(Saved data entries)
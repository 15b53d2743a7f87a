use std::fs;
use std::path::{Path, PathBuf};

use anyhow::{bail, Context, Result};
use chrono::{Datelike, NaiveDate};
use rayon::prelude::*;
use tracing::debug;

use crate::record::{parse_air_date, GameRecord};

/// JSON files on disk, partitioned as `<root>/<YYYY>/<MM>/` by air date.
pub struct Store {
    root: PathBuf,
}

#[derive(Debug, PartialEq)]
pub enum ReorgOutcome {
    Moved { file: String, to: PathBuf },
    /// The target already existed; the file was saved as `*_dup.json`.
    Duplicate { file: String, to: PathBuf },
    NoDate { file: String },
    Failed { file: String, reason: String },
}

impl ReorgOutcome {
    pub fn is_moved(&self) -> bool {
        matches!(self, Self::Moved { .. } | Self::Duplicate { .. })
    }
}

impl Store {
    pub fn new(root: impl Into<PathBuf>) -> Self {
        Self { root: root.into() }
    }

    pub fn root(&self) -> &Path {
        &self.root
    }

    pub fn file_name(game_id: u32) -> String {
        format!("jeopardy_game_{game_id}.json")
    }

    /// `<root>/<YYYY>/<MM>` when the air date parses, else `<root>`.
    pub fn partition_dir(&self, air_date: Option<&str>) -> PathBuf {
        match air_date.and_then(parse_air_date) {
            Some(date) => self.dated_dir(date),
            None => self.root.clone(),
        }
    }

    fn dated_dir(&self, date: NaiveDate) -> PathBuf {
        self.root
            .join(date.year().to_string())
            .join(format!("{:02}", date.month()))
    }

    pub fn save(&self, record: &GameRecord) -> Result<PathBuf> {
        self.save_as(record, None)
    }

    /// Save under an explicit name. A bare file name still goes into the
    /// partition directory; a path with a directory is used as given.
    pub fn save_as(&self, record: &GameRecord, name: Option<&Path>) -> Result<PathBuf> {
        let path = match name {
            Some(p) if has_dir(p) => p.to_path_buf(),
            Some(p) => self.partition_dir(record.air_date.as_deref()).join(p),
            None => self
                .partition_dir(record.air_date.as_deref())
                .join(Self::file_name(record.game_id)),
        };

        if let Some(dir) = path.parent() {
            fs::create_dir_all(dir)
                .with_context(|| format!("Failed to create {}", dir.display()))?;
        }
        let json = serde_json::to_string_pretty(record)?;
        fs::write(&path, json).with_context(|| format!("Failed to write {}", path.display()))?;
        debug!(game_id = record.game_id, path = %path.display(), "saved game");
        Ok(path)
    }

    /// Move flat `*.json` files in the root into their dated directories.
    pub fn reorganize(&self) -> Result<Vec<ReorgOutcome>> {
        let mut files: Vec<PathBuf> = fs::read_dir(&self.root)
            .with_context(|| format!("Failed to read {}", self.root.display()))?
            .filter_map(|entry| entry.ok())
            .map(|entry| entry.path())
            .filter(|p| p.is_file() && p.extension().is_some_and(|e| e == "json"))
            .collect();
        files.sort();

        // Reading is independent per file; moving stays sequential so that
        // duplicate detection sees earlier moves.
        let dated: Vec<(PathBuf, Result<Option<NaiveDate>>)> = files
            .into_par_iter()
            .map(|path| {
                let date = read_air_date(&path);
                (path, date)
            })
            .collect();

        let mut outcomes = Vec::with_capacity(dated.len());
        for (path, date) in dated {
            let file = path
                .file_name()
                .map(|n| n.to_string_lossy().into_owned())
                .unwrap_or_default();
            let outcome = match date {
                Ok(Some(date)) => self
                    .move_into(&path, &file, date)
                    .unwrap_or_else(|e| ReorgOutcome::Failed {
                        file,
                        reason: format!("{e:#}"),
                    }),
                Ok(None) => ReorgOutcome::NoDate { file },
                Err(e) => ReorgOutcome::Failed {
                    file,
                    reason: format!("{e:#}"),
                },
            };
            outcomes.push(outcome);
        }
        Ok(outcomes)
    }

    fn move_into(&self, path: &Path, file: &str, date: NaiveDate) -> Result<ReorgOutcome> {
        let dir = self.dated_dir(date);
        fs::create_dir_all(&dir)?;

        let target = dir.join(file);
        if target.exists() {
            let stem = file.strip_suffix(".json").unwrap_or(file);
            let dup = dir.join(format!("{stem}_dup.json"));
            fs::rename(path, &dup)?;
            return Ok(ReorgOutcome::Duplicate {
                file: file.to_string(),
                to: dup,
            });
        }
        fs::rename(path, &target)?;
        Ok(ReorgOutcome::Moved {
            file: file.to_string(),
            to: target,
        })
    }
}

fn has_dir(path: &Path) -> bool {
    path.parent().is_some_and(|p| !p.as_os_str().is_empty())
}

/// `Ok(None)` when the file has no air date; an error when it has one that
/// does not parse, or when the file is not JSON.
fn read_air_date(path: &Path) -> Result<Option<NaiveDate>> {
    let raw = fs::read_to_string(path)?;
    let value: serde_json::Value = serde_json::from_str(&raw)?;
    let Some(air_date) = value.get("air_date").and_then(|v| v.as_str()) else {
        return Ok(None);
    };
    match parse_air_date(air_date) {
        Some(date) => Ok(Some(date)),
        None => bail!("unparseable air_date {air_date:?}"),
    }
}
---
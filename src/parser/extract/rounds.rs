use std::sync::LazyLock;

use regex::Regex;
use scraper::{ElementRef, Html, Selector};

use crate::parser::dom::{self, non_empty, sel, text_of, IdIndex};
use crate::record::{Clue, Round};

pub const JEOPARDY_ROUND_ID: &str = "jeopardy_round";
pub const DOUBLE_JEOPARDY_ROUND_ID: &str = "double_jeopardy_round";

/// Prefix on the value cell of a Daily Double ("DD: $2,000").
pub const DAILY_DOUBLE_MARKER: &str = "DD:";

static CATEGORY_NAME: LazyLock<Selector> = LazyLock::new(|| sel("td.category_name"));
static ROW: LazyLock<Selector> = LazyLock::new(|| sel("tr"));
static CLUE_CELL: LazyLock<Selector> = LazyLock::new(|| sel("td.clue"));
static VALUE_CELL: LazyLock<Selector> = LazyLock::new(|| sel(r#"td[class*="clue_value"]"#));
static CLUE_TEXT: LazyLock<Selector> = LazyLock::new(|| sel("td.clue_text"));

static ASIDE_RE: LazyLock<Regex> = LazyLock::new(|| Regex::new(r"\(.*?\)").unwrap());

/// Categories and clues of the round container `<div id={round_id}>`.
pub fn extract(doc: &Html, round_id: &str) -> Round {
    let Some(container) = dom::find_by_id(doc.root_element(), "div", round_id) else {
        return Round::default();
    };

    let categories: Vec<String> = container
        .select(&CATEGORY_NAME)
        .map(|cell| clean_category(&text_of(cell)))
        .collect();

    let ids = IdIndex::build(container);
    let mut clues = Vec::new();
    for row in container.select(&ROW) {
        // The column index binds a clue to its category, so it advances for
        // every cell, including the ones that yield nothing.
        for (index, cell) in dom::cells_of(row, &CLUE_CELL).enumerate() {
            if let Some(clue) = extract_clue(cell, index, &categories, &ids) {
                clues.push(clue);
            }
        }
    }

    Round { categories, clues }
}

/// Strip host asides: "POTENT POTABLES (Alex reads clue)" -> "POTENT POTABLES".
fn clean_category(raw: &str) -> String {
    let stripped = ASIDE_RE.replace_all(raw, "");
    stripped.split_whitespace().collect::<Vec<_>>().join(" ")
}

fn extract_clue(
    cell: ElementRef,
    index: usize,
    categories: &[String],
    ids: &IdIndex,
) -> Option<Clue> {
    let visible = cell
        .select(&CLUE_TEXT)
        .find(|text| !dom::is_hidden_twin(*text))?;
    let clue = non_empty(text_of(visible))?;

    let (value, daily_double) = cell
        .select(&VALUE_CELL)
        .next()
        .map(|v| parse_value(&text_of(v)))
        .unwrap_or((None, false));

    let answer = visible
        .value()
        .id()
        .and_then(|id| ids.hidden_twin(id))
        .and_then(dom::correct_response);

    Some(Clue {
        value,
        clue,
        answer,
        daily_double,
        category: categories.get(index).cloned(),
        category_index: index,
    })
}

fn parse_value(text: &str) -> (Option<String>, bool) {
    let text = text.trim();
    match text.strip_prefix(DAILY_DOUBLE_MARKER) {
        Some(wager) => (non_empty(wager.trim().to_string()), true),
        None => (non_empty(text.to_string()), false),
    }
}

Problem to work on:
An exact, complete copy of the lines above from the one with "repository 15b53d2743a7f87a" through the one with "The target already" is the whole answer.

Task result:
repository 15b53d2743a7f87a
use std::fs;
use std::path::{Path, PathBuf};

use anyhow::{bail, Context, Result};
use chrono::{Datelike, NaiveDate};
use rayon::prelude::*;
use tracing::debug;

use crate::record::{parse_air_date, GameRecord};

/// JSON files on disk, partitioned as `<root>/<YYYY>/<MM>/` by air date.
pub struct Store {
    root: PathBuf,
}

#[derive(Debug, PartialEq)]
pub enum ReorgOutcome {
    Moved { file: String, to: PathBuf },
    /// The target already existed; the file was saved as `*_dup.json`.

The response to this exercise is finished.